Superdry say full-price strategy is paying off, Q4 revenue edges up
May 6, 2021
Superdry’s year-end trading statement has shown that revenue started to recover in Q4 and its
“full-price discipline” drove a “significant” improvement in the quarter’s trading gross margin.
The company said on Thursday that the 52 weeks to April 24 saw group revenue falling 21% to £556.6 million. But in Q4, revenue rose 0.8% to £118.3 million.
That improvement was helped by e-commerce and wholesale, with store revenue continuing to be weak as shops remained closed for much of the period.
Store revenue fell 50.9% to just under £141 million for the full year, but it fell a wider 51.5% to 14.3% in Q4. That came as the company lost 69% of its store trading days due to Covid restrictions, compared to 42% of trading days lost in Q4 of the previous year.

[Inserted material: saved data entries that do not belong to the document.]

//! Admission gate with bounded draining.

use parking_lot::{Condvar, Mutex};
use std::sync::Arc;
use std::time::{Duration, Instant};

#[derive(Debug)]
struct GateState {
    open: bool,
    expired: bool,
    in_flight: usize,
}

#[derive(Debug)]
struct GateInner {
    state: Mutex<GateState>,
    idle: Condvar,
}

/// Tracks in-flight work and stops admitting new work on close.
///
/// Closing only refuses new entries; existing guards stay valid until they
/// drop. `expire` marks the drain as abandoned so holders of guards can
/// give up on work that will not be waited for.
#[derive(Debug, Clone)]
pub struct DrainGate {
    inner: Arc<GateInner>,
}

impl DrainGate {
    /// Creates an open gate.
    pub fn new() -> Self {
        Self {
            inner: Arc::new(GateInner {
                state: Mutex::new(GateState {
                    open: true,
                    expired: false,
                    in_flight: 0,
                }),
                idle: Condvar::new(),
            }),
        }
    }

    /// Admits one unit of work, or returns `None` once closed.
    pub fn enter(&self) -> Option<DrainGuard> {
        let mut state = self.inner.state.lock();
        if !state.open {
            return None;
        }
        state.in_flight += 1;
        Some(DrainGuard {
            inner: Arc::clone(&self.inner),
        })
    }

    /// Stops admitting new work.
    pub fn close(&self) {
        self.inner.state.lock().open = false;
    }

    /// Closes the gate and abandons whatever is still in flight.
    pub fn expire(&self) {
        let mut state = self.inner.state.lock();
        state.open = false;
        state.expired = true;
        drop(state);
        self.inner.idle.notify_all();
    }

    /// Returns true while new work is admitted.
    pub fn is_open(&self) -> bool {
        self.inner.state.lock().open
    }

    /// Returns true once the drain was abandoned.
    pub fn is_expired(&self) -> bool {
        self.inner.state.lock().expired
    }

    /// Number of admitted units not yet finished.
    pub fn in_flight(&self) -> usize {
        self.inner.state.lock().in_flight
    }

    /// Waits until nothing is in flight.
    ///
    /// Returns false if `timeout` elapsed or the gate was expired first.
    pub fn wait_idle(&self, timeout: Duration) -> bool {
        let deadline = Instant::now() + timeout;
        let mut state = self.inner.state.lock();
        while state.in_flight > 0 && !state.expired {
            if self.inner.idle.wait_until(&mut state, deadline).timed_out() {
                break;
            }
        }
        state.in_flight == 0
    }
}

impl Default for DrainGate {
    fn default() -> Self {
        Self::new()
    }
}

/// Proof of admission; finishing the work is dropping the guard.
#[derive(Debug)]
pub struct DrainGuard {
    inner: Arc<GateInner>,
}

impl Drop for DrainGuard {
    fn drop(&mut self) {
        let mut state = self.inner.state.lock();
        state.in_flight = state.in_flight.saturating_sub(1);
        if state.in_flight == 0 {
            self.inner.idle.notify_all();
        }
    }
}
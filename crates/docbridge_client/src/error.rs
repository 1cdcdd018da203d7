//! Error types for the client.

use std::time::{Duration, SystemTime};
use thiserror::Error;

/// Result type for client operations.
pub type ClientResult<T> = Result<T, ClientError>;

/// Errors raised while loading trust material. Never retried.
#[derive(Error, Debug, Clone, PartialEq, Eq)]
pub enum CredentialError {
    /// The source produced no usable material.
    #[error("credential material missing: {0}")]
    Missing(String),

    /// The material could not be parsed.
    #[error("credential material malformed: {0}")]
    Malformed(String),

    /// The material is past its validity window.
    #[error("credential material expired at {expired_at:?}")]
    Expired {
        /// End of the validity window.
        expired_at: SystemTime,
    },

    /// Reading the material or writing the trust bundle failed.
    #[error("credential io error: {0}")]
    Io(String),
}

impl From<std::io::Error> for CredentialError {
    fn from(err: std::io::Error) -> Self {
        CredentialError::Io(err.to_string())
    }
}

/// Errors raised while establishing a session.
#[derive(Error, Debug, Clone, PartialEq, Eq)]
pub enum ConnectionError {
    /// The endpoint may become reachable later.
    #[error("transient connection failure: {0}")]
    Transient(String),

    /// Authentication, trust or protocol failure. Never retried.
    #[error("fatal connection failure: {0}")]
    Fatal(String),
}

impl ConnectionError {
    /// Creates a transient connection error.
    pub fn transient(message: impl Into<String>) -> Self {
        Self::Transient(message.into())
    }

    /// Creates a fatal connection error.
    pub fn fatal(message: impl Into<String>) -> Self {
        Self::Fatal(message.into())
    }

    /// Returns true if the connection attempt can be retried.
    pub fn is_retryable(&self) -> bool {
        matches!(self, ConnectionError::Transient(_))
    }
}

/// Errors raised by a single request.
#[derive(Error, Debug, Clone, PartialEq, Eq)]
pub enum RequestError {
    /// Network blip or throttling.
    #[error("transient request failure: {0}")]
    Transient(String),

    /// Validation, conflict or authorization failure.
    #[error("permanent request failure: {0}")]
    Permanent(String),

    /// The caller cancelled the request.
    #[error("request cancelled")]
    Cancelled,

    /// The round trip exceeded its timeout.
    #[error("request timed out after {0:?}")]
    Timeout(Duration),

    /// The session is closed.
    #[error("session closed")]
    Closed,
}

impl RequestError {
    /// Creates a transient request error.
    pub fn transient(message: impl Into<String>) -> Self {
        Self::Transient(message.into())
    }

    /// Creates a permanent request error.
    pub fn permanent(message: impl Into<String>) -> Self {
        Self::Permanent(message.into())
    }

    /// Returns true if this error can be retried.
    ///
    /// Timeouts count as transient failures.
    pub fn is_retryable(&self) -> bool {
        matches!(self, RequestError::Transient(_) | RequestError::Timeout(_))
    }
}

/// Top-level client error.
#[derive(Error, Debug, Clone, PartialEq, Eq)]
pub enum ClientError {
    /// Trust material could not be loaded.
    #[error(transparent)]
    Credential(#[from] CredentialError),

    /// The session could not be established.
    #[error(transparent)]
    Connection(#[from] ConnectionError),

    /// A request failed.
    #[error(transparent)]
    Request(#[from] RequestError),

    /// Invalid configuration value.
    #[error("invalid configuration: {0}")]
    Config(String),

    /// The client no longer accepts submissions.
    #[error("client is shutting down")]
    ShuttingDown,

    /// Startup did not reach ready in time.
    #[error("startup did not reach ready within {0:?}")]
    StartupTimeout(Duration),

    /// Bulk writes need at least one concurrent batch.
    #[error("concurrency must be at least 1")]
    InvalidConcurrency,

    /// The store answered with an unexpected message.
    #[error("unexpected response: expected {expected}, got {actual}")]
    UnexpectedResponse {
        /// Expected response kind.
        expected: &'static str,
        /// Received response kind.
        actual: &'static str,
    },

    /// A document could not be converted.
    #[error("document error: {0}")]
    Document(String),
}

impl ClientError {
    /// Returns true if retrying the whole operation may succeed.
    pub fn is_retryable(&self) -> bool {
        match self {
            ClientError::Connection(e) => e.is_retryable(),
            ClientError::Request(e) => e.is_retryable(),
            _ => false,
        }
    }
}

impl From<docbridge_protocol::ProtocolError> for ClientError {
    fn from(err: docbridge_protocol::ProtocolError) -> Self {
        ClientError::Document(err.to_string())
    }
}
//! Request handlers for the store routes.

use crate::config::EmulatorConfig;
use crate::error::{EmulatorError, EmulatorResult};
use crate::store::DocumentStore;
use docbridge_protocol::http::status;
use docbridge_protocol::{
    decode_body, encode_body, AccountInfo, ConnectionMode, HttpRequest, HttpResponse, Request,
    Response,
};
use std::sync::Arc;
use tracing::debug;

/// Context for request handling.
pub struct HandlerContext {
    /// Emulator configuration.
    pub config: EmulatorConfig,
    /// Document store (shared across all handlers).
    pub store: Arc<DocumentStore>,
}

impl HandlerContext {
    /// Creates a new handler context.
    pub fn new(config: EmulatorConfig, store: Arc<DocumentStore>) -> Self {
        Self { config, store }
    }
}

/// Handler for authenticated store requests.
pub struct RequestHandler {
    context: Arc<HandlerContext>,
}

impl RequestHandler {
    /// Creates a new request handler.
    pub fn new(context: Arc<HandlerContext>) -> Self {
        Self { context }
    }

    /// Handles a request, turning errors into error responses.
    pub fn handle(&self, request: &HttpRequest) -> HttpResponse {
        match self.dispatch(request) {
            Ok((code, response)) => match encode_body(&response) {
                Ok(body) => HttpResponse::new(code, body),
                Err(e) => error_response(&EmulatorError::Internal(e.to_string())),
            },
            Err(e) => {
                debug!(path = %request.path, error = %e, "request failed");
                error_response(&e)
            }
        }
    }

    fn dispatch(&self, http: &HttpRequest) -> EmulatorResult<(u16, Response)> {
        let config = &self.context.config;
        if http.body.len() > config.max_request_bytes {
            return Err(EmulatorError::PayloadTooLarge(format!(
                "body is {} bytes, limit is {}",
                http.body.len(),
                config.max_request_bytes
            )));
        }

        let mode = if http.path.starts_with(ConnectionMode::Gateway.prefix()) {
            if !config.enable_gateway {
                return Err(EmulatorError::NotFound("gateway routes are disabled".into()));
            }
            ConnectionMode::Gateway
        } else {
            ConnectionMode::Direct
        };

        let request: Request = decode_body(&http.body)
            .map_err(|e| EmulatorError::InvalidRequest(e.to_string()))?;
        let (method, _) = request.route();
        if method != http.method || request.path(mode) != http.path {
            return Err(EmulatorError::NotFound(format!(
                "no {} route at {}",
                request.kind(),
                http.path
            )));
        }
        self.handle_request(request)
    }

    /// Handles a decoded request.
    pub fn handle_request(&self, request: Request) -> EmulatorResult<(u16, Response)> {
        let store = &self.context.store;
        let config = &self.context.config;
        match request {
            Request::Account => Ok((
                status::OK,
                Response::Account(AccountInfo {
                    partition_count: store.partition_count(),
                    gateway_enabled: config.enable_gateway,
                    databases: store.databases(),
                }),
            )),
            Request::EnsureContainer {
                database,
                container,
            } => {
                let created = store.ensure_container(&database, &container);
                let code = if created { status::CREATED } else { status::OK };
                Ok((code, Response::ContainerReady { created }))
            }
            Request::DeleteDatabase { database } => Ok((
                status::OK,
                Response::Deleted {
                    existed: store.delete_database(&database),
                },
            )),
            Request::Upsert {
                database,
                container,
                records,
            } => {
                if records.len() > config.max_batch_items {
                    return Err(EmulatorError::PayloadTooLarge(format!(
                        "batch holds {} records, limit is {}",
                        records.len(),
                        config.max_batch_items
                    )));
                }
                let items = store.upsert(&database, &container, records)?;
                Ok((status::OK, Response::Upserted { items }))
            }
            Request::Read {
                database,
                container,
                id,
                partition_key,
            } => {
                let record = store.read(&database, &container, &id, &partition_key)?;
                Ok((status::OK, Response::Item(record)))
            }
            Request::Query {
                database,
                container,
                predicate,
                continuation,
                max_items,
            } => {
                if max_items == 0 {
                    return Err(EmulatorError::InvalidRequest(
                        "max_items must be positive".into(),
                    ));
                }
                let limit = max_items.min(config.max_page_size) as usize;
                let page = store.query(
                    &database,
                    &container,
                    &predicate,
                    continuation.as_ref(),
                    limit,
                )?;
                Ok((
                    status::OK,
                    Response::Page {
                        records: page.records,
                        continuation: page.continuation,
                    },
                ))
            }
        }
    }
}

/// Builds an error response with an encoded error body.
pub(crate) fn error_response(error: &EmulatorError) -> HttpResponse {
    status_response(error.status(), error.code(), &error.to_string())
}

/// Builds a response with the given status and error body.
pub(crate) fn status_response(code: u16, name: &str, message: &str) -> HttpResponse {
    let body = encode_body(&docbridge_protocol::ErrorBody::new(name, message)).unwrap_or_default();
    HttpResponse::new(code, body)
}

#[cfg(test)]
mod tests {
    use super::*;
    use docbridge_protocol::{ErrorBody, Method, Predicate, Record};

    fn handler(config: EmulatorConfig) -> RequestHandler {
        let store = Arc::new(DocumentStore::new(config.partition_count));
        RequestHandler::new(Arc::new(HandlerContext::new(config, store)))
    }

    fn http(request: &Request, mode: ConnectionMode) -> HttpRequest {
        let (method, _) = request.route();
        HttpRequest::new(method, request.path(mode), encode_body(request).unwrap())
    }

    fn ensure() -> Request {
        Request::EnsureContainer {
            database: "Assets".into(),
            container: "assets".into(),
        }
    }

    fn upsert(records: Vec<Record>) -> Request {
        Request::Upsert {
            database: "Assets".into(),
            container: "assets".into(),
            records,
        }
    }

    fn decode<T: serde::de::DeserializeOwned>(response: &HttpResponse) -> T {
        decode_body(&response.body).unwrap()
    }

    #[test]
    fn ensure_container_statuses() {
        let handler = handler(EmulatorConfig::default());
        let first = handler.handle(&http(&ensure(), ConnectionMode::Direct));
        assert_eq!(first.status, status::CREATED);
        let second = handler.handle(&http(&ensure(), ConnectionMode::Direct));
        assert_eq!(second.status, status::OK);
        assert_eq!(
            decode::<Response>(&second),
            Response::ContainerReady { created: false }
        );
    }

    #[test]
    fn account_probe() {
        let handler = handler(EmulatorConfig::default().with_partition_count(4));
        let response = handler.handle(&http(&Request::Account, ConnectionMode::Direct));
        match decode::<Response>(&response) {
            Response::Account(info) => {
                assert_eq!(info.partition_count, 4);
                assert!(info.gateway_enabled);
            }
            other => panic!("unexpected {other:?}"),
        }
    }

    #[test]
    fn gateway_routes() {
        let handler = handler(EmulatorConfig::default());
        let response = handler.handle(&http(&ensure(), ConnectionMode::Gateway));
        assert_eq!(response.status, status::CREATED);

        let handler = self::handler(EmulatorConfig::default().with_gateway(false));
        let response = handler.handle(&http(&ensure(), ConnectionMode::Gateway));
        assert_eq!(response.status, status::NOT_FOUND);
    }

    #[test]
    fn route_must_match_body() {
        let handler = handler(EmulatorConfig::default());
        let mut request = http(&ensure(), ConnectionMode::Direct);
        request.path = "/dbs/Other/colls/assets".into();
        assert_eq!(handler.handle(&request).status, status::NOT_FOUND);

        let mut request = http(&ensure(), ConnectionMode::Direct);
        request.method = Method::Post;
        assert_eq!(handler.handle(&request).status, status::NOT_FOUND);
    }

    #[test]
    fn garbage_body() {
        let handler = handler(EmulatorConfig::default());
        let request = HttpRequest::new(Method::Get, "/", vec![0xff, 0x01]);
        let response = handler.handle(&request);
        assert_eq!(response.status, status::BAD_REQUEST);
        assert_eq!(decode::<ErrorBody>(&response).code, "BadRequest");
    }

    #[test]
    fn upsert_limits() {
        let handler = handler(EmulatorConfig::default().with_max_batch_items(2));
        handler.handle(&http(&ensure(), ConnectionMode::Direct));
        let records = (0..3).map(|i| Record::new(i.to_string(), "p")).collect();
        let response = handler.handle(&http(&upsert(records), ConnectionMode::Direct));
        assert_eq!(response.status, status::PAYLOAD_TOO_LARGE);

        let handler = self::handler(EmulatorConfig::default().with_max_request_bytes(16));
        let records = vec![Record::new("1", "p").with_field("blob", "x".repeat(64))];
        let response = handler.handle(&http(&upsert(records), ConnectionMode::Direct));
        assert_eq!(response.status, status::PAYLOAD_TOO_LARGE);
    }

    #[test]
    fn upsert_into_missing_container() {
        let handler = handler(EmulatorConfig::default());
        let response = handler.handle(&http(
            &upsert(vec![Record::new("1", "p")]),
            ConnectionMode::Direct,
        ));
        assert_eq!(response.status, status::NOT_FOUND);
    }

    #[test]
    fn query_pages_are_clamped() {
        let handler = handler(EmulatorConfig::default().with_max_page_size(3));
        handler.handle(&http(&ensure(), ConnectionMode::Direct));
        let records = (0..7).map(|i| Record::new(i.to_string(), "p")).collect();
        handler.handle(&http(&upsert(records), ConnectionMode::Direct));

        let query = Request::Query {
            database: "Assets".into(),
            container: "assets".into(),
            predicate: Predicate::All,
            continuation: None,
            max_items: 50,
        };
        let response = handler.handle(&http(&query, ConnectionMode::Direct));
        match decode::<Response>(&response) {
            Response::Page {
                records,
                continuation,
            } => {
                assert_eq!(records.len(), 3);
                assert!(continuation.is_some());
            }
            other => panic!("unexpected {other:?}"),
        }
    }

    #[test]
    fn zero_page_size_is_rejected() {
        let handler = handler(EmulatorConfig::default());
        let result = handler.handle_request(Request::Query {
            database: "Assets".into(),
            container: "assets".into(),
            predicate: Predicate::All,
            continuation: None,
            max_items: 0,
        });
        assert!(matches!(result, Err(EmulatorError::InvalidRequest(_))));
    }
}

Meanwhile e-commerce rose 33.8% to £202.9 million in the full-year and increased 26.6% to £14.9 million in Q4. But the big difference between the 12 months and the three-month period was in wholesale. This fell 19.9% to £212 .8 million in the year, but rose 13.5% to £63.1 million in the quarter.
CEO Julian Dunkerton said: “Our strengthened e-commerce presence has helped mitigate the impact from enforced closures of our stores. We returned to revenue growth in Q4, and our commitment to a full-price stance over the period has seen significant online margin improvement. Our liquidity remains strong, with closing net cash ahead of last year and our facilities remain undrawn.”
Clearly, the company was hit hard by continued Covid-19 disruption throughout the year, but Q4 does seem to offer some hint that a recovery has started.
And key initiatives seem to have gone well. For instance, the company said the Neymar Jr organic cotton campaign has launched globally and “resulted in record engagement rates through rigorous targeting, with two million engagements in the first three weeks across our owned channels”.
And it has seen “encouraging trade” since the reopening of its owned stores in the UK “with the initial run rate ahead of like-for-like trading through FY21”. However, “EU trading remains suppressed due to continued restrictions”. As of May 3, some 27% of the firm’s store estate was closed, although this was much better than the 81% that was shut a year ago.
But also on the stores front, the company has renegotiated a further 48 leases and in FY21 achieved a weighted average saving of 52% in addition to substantial one-off Covid-related rent waivers.
Clearly the situation remains uncertain so the company refrained from giving concrete guidance for the year ahead. But it said it’s “confident of growth in FY22 revenue and profitability compared to FY21, assuming no further material national store lockdowns and a continuing recovery in footfall and consumer demand through the period”.
Profitability will be supported by higher gross margins from its “restored full-price discipline and positive operating leverage from reduced store costs, partially offset by the end of government support and our ongoing brand marketing investment”.